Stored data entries
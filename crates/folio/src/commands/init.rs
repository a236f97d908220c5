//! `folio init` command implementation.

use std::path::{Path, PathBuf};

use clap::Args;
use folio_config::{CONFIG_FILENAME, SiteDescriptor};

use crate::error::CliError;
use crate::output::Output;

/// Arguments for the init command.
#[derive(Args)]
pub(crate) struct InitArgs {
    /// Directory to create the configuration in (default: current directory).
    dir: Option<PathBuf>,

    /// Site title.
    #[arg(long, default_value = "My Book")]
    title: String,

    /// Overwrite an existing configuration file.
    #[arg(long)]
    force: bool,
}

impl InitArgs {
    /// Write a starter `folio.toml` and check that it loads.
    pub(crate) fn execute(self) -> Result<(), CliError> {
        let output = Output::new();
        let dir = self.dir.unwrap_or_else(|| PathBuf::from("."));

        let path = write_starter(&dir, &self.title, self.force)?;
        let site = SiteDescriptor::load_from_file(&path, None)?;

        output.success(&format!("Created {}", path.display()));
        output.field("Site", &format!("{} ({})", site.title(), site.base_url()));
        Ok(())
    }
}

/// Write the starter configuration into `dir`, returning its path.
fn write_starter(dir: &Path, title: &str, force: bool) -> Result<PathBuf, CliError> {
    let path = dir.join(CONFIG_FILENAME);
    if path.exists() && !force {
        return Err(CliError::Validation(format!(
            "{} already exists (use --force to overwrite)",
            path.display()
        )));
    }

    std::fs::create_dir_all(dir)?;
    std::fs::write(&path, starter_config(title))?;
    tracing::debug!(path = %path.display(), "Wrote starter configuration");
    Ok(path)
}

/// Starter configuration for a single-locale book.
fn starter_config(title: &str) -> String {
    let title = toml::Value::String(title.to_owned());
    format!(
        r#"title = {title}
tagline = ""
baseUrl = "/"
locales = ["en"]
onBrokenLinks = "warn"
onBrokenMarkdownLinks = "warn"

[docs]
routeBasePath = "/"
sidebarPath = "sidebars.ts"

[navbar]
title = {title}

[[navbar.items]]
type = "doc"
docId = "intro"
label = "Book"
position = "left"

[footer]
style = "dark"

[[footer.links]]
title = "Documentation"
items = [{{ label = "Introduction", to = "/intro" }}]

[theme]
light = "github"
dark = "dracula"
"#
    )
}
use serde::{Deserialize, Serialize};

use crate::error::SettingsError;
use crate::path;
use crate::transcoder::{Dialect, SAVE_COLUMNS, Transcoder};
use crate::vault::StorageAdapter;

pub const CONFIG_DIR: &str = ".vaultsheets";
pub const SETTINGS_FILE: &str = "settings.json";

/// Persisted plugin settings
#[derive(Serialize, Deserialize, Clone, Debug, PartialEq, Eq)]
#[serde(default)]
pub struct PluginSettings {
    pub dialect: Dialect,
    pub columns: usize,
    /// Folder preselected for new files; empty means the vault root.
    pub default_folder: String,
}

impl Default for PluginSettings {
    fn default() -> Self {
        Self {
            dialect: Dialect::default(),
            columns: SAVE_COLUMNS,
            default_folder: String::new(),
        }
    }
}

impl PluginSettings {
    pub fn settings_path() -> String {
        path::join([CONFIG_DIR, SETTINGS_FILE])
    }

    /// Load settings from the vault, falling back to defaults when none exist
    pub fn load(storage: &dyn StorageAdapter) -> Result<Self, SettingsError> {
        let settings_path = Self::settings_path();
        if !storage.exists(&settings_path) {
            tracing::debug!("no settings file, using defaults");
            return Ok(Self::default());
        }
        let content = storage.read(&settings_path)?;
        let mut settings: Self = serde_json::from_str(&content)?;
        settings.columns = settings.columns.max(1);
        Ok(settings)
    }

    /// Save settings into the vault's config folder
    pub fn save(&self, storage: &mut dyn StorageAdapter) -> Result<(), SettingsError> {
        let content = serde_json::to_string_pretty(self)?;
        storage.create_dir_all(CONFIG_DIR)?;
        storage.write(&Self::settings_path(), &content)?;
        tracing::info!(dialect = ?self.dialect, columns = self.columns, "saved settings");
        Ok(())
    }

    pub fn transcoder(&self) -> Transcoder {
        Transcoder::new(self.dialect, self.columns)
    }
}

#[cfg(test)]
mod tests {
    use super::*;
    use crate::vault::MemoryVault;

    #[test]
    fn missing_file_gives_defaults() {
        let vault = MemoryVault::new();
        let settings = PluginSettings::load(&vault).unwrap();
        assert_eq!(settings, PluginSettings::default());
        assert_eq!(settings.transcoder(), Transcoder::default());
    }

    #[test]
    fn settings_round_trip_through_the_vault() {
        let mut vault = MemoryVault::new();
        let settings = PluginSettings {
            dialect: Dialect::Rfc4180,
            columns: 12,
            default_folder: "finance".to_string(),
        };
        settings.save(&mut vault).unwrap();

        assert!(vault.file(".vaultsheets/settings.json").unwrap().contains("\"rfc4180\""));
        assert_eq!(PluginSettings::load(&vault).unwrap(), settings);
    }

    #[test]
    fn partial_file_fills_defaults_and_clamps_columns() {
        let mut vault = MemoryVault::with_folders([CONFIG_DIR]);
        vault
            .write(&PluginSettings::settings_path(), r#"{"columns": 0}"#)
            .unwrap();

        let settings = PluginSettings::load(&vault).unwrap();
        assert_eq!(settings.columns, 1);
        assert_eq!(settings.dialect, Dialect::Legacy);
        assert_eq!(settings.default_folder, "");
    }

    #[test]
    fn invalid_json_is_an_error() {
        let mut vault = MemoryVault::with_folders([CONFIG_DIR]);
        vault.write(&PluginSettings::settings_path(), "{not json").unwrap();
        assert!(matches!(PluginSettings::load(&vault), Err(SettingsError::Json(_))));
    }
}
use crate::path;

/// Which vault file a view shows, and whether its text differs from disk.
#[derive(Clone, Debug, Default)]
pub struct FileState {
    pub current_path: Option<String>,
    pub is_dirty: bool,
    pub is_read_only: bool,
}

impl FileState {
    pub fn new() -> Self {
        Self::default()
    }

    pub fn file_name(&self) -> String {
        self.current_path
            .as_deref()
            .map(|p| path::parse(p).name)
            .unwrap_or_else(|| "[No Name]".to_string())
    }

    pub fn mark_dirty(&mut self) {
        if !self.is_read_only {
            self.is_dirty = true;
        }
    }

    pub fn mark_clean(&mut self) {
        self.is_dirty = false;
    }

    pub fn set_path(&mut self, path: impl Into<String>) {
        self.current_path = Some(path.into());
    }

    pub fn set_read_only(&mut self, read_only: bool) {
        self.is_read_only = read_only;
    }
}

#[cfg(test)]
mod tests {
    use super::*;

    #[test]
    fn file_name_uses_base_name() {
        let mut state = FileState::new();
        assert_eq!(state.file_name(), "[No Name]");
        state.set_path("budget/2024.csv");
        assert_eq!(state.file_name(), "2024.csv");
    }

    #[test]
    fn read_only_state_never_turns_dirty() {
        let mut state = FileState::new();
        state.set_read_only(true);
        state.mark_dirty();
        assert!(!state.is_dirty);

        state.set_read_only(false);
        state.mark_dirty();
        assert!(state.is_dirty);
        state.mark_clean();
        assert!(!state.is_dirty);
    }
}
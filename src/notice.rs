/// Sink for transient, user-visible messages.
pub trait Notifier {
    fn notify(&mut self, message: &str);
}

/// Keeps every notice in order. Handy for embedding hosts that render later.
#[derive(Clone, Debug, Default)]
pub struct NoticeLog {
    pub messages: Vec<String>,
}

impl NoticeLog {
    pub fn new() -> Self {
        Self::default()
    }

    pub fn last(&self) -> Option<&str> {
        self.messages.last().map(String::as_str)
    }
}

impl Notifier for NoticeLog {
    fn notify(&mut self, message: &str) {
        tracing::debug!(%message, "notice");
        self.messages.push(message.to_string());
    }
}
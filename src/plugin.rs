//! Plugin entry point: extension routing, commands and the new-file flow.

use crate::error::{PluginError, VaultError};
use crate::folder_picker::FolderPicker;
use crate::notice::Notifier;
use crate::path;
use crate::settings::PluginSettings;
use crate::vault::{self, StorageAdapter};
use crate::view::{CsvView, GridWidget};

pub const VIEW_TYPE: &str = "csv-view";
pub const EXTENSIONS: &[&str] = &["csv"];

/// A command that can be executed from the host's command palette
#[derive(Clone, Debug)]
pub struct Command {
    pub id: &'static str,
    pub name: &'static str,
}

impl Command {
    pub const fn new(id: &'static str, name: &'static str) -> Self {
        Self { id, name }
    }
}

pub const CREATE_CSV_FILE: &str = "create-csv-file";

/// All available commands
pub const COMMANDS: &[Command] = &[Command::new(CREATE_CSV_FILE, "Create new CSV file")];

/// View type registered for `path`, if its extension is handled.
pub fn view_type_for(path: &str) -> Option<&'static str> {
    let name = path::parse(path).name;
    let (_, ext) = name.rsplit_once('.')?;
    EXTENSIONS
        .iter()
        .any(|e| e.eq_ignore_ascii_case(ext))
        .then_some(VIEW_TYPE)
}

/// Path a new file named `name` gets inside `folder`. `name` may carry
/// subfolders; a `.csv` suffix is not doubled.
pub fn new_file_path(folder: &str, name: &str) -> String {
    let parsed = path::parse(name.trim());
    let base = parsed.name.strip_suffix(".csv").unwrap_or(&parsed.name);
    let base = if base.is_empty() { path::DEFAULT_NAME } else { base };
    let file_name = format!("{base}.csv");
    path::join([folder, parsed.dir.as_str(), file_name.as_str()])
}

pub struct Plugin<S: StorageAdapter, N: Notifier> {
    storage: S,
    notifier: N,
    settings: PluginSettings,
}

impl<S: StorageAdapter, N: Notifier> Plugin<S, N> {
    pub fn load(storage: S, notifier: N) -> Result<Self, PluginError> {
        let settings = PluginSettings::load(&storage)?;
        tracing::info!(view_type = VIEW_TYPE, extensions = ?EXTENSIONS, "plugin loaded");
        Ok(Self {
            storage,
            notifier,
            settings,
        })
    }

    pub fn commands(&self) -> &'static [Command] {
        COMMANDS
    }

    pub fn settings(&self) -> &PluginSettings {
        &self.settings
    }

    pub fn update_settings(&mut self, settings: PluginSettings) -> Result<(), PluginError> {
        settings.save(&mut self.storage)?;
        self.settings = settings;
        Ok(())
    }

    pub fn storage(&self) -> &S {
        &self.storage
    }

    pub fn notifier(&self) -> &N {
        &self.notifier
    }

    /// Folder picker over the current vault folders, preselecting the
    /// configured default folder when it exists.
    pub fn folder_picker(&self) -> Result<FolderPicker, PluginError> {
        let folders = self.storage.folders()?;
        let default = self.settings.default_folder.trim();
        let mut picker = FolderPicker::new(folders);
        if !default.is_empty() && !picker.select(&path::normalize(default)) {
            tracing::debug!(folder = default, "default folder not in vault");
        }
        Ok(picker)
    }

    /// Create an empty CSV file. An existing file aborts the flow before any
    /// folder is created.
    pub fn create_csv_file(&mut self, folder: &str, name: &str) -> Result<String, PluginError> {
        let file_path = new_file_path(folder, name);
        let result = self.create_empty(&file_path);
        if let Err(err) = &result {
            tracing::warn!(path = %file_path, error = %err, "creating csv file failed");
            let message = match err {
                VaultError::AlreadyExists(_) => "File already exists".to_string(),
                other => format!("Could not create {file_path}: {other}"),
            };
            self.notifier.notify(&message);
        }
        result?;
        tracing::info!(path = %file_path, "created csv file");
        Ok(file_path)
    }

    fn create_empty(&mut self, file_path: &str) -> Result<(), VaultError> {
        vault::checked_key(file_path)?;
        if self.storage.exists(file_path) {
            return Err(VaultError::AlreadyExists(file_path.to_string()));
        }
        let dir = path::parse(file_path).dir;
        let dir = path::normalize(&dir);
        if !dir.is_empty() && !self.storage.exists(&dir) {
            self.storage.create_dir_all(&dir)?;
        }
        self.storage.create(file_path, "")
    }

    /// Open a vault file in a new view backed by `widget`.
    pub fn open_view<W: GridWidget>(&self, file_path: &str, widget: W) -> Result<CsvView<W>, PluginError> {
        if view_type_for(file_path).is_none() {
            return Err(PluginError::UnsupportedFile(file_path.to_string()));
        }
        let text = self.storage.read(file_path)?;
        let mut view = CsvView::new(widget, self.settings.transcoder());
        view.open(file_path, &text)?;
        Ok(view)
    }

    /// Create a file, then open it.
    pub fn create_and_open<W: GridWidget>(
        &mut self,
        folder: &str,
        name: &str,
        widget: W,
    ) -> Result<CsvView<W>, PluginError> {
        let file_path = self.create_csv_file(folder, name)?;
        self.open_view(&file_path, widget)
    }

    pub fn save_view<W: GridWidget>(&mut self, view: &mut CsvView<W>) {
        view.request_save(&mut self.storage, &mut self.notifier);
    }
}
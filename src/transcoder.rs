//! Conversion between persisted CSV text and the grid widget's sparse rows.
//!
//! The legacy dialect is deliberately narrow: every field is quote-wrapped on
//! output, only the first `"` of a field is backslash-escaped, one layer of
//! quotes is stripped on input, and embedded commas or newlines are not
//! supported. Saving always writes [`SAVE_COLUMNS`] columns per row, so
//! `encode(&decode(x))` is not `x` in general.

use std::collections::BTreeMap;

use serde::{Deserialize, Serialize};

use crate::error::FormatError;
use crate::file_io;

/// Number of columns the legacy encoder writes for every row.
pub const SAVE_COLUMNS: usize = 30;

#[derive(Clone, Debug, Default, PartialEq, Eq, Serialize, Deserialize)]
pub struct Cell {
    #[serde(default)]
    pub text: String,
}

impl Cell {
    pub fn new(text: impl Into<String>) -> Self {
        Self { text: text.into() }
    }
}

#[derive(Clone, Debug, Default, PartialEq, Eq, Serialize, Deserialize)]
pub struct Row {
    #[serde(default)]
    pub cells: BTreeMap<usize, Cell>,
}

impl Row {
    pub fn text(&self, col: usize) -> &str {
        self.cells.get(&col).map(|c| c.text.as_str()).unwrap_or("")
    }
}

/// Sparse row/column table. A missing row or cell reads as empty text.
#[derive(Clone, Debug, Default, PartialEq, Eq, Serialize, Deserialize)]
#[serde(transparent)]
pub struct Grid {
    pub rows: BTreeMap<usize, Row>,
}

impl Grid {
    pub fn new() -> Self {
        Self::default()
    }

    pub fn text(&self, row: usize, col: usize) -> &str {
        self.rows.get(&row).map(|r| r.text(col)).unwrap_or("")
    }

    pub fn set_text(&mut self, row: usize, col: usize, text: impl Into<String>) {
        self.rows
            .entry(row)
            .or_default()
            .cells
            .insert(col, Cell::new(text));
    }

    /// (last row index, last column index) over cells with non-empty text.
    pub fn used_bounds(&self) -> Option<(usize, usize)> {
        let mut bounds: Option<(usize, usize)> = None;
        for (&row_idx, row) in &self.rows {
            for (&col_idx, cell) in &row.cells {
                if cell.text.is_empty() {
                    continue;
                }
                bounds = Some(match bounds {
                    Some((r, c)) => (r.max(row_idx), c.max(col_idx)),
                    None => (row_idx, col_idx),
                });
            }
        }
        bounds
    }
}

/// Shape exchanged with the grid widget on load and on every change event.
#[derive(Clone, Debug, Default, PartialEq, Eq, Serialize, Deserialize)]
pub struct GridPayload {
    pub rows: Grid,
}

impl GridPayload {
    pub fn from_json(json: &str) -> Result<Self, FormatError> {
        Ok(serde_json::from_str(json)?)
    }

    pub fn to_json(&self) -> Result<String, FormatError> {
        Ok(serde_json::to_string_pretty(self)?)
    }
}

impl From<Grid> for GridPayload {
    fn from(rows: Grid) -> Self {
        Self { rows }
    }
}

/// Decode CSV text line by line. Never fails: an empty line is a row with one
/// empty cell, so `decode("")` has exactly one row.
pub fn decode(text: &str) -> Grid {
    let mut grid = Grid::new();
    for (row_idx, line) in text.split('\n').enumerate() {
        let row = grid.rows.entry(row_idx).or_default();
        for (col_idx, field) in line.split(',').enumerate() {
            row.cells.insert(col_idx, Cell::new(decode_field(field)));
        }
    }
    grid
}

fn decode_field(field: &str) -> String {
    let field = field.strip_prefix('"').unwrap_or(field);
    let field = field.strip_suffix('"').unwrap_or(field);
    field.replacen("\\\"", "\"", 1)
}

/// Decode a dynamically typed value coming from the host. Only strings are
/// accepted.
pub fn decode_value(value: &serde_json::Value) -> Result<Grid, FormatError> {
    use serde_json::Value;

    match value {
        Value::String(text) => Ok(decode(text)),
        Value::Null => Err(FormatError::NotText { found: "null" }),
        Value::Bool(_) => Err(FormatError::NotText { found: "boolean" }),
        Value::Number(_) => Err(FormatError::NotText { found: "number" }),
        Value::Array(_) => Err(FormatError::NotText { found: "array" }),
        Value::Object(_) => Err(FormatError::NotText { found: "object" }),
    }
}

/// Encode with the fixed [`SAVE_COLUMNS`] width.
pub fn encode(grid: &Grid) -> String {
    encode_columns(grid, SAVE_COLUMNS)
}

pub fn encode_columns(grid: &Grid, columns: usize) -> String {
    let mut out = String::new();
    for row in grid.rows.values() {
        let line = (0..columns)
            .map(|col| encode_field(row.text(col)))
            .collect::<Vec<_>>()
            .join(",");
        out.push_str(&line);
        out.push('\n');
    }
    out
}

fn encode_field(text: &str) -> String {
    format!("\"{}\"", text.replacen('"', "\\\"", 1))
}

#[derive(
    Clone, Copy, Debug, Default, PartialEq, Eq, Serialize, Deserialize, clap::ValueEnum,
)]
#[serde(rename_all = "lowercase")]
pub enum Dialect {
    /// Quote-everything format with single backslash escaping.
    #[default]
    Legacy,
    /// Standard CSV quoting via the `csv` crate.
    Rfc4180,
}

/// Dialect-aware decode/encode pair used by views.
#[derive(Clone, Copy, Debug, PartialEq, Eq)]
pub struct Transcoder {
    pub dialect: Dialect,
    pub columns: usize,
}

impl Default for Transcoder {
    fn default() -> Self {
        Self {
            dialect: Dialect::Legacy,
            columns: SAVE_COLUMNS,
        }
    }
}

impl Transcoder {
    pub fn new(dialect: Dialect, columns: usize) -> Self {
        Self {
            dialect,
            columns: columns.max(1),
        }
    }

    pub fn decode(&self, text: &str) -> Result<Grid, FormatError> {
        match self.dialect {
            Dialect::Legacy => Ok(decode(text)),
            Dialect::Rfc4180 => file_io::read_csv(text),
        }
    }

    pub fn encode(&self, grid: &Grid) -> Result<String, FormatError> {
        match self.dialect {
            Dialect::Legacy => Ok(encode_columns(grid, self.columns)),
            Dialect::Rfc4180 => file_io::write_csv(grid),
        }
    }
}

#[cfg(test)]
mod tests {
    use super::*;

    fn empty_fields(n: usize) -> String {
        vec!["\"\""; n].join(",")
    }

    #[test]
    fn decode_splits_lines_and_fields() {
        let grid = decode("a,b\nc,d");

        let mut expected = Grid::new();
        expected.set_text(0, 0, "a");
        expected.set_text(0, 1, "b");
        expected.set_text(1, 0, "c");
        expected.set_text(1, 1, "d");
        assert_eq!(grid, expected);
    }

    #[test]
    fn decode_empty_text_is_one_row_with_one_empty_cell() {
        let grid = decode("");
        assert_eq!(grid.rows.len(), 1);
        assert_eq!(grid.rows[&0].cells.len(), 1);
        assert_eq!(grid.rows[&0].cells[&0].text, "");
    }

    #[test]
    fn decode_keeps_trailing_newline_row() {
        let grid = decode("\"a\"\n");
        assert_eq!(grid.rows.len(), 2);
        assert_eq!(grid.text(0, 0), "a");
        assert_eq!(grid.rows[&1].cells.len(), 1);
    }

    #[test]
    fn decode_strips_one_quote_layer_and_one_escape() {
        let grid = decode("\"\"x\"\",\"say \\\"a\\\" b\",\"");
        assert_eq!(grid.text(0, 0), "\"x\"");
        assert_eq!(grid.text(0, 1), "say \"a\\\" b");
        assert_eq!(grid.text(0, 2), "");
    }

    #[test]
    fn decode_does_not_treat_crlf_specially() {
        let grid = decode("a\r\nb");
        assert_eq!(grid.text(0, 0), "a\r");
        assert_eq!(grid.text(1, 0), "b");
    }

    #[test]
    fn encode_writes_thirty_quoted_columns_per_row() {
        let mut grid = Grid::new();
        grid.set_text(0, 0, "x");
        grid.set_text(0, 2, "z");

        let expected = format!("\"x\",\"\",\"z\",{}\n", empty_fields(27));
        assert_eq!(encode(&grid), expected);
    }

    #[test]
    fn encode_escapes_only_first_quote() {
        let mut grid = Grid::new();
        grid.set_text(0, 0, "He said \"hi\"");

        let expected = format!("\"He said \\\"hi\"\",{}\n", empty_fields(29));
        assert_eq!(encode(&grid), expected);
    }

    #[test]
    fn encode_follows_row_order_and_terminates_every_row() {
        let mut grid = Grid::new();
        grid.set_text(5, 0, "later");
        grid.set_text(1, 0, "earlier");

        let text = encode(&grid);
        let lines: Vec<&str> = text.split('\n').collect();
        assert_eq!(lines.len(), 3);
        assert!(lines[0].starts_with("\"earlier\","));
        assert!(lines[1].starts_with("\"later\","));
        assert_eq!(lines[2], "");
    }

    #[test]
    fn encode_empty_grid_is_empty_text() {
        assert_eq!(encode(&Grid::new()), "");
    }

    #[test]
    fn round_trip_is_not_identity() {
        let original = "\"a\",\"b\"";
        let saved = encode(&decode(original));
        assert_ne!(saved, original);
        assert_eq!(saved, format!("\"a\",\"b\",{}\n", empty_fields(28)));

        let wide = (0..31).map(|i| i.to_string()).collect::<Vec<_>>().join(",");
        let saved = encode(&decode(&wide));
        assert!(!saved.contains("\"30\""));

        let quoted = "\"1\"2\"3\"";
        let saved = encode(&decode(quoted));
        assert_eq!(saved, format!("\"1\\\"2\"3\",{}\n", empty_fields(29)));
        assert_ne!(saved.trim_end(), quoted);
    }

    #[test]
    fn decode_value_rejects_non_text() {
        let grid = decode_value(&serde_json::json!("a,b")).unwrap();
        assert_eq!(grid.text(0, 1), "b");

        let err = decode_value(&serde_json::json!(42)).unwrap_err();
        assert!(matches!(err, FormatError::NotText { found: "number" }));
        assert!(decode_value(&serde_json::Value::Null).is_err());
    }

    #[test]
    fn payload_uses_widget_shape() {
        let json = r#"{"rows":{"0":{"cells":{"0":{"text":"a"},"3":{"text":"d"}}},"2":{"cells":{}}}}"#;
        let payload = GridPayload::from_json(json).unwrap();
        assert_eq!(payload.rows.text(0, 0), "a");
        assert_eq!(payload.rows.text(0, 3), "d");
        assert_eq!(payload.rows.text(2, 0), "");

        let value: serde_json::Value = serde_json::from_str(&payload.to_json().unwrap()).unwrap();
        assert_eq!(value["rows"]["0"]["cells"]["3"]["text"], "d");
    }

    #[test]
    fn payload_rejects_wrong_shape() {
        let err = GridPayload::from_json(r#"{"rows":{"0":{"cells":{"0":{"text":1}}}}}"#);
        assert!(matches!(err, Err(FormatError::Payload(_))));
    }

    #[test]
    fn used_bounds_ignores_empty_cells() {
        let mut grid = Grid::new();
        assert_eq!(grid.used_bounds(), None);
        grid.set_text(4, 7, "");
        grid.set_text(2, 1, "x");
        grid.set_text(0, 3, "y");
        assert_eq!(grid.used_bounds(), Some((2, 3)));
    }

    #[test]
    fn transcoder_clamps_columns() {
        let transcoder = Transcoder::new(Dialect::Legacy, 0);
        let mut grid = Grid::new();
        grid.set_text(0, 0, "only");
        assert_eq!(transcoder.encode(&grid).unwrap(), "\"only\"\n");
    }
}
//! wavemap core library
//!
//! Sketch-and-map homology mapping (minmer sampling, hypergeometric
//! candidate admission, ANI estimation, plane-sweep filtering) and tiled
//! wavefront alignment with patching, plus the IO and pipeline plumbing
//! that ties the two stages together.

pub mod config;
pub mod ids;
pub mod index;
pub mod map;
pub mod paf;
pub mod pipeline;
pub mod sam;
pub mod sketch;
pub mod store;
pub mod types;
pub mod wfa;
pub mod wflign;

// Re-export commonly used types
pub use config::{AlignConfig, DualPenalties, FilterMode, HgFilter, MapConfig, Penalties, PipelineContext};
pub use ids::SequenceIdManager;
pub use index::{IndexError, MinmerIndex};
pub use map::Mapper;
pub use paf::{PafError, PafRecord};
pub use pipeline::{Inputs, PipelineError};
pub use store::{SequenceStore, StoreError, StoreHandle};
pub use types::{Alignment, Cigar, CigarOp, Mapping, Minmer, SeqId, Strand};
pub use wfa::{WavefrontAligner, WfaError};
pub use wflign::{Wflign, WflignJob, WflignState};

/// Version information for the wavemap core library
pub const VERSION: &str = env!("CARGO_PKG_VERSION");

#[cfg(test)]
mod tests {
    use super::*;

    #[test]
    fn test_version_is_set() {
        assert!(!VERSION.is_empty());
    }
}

→ **Exercise directions**: After locating the line that contains "(default: current directory).", please copy exactly every line from the start of the records through it, and nothing else.

→ **Answer**:
filename crates/folio/src/commands/init.rs
repository a236f97d908220c5
//! `folio init` command implementation.

use std::path::{Path, PathBuf};

use clap::Args;
use folio_config::{CONFIG_FILENAME, SiteDescriptor};

use crate::error::CliError;
use crate::output::Output;

/// Arguments for the init command.
#[derive(Args)]
pub(crate) struct InitArgs {
    /// Directory to create the configuration in (default: current directory).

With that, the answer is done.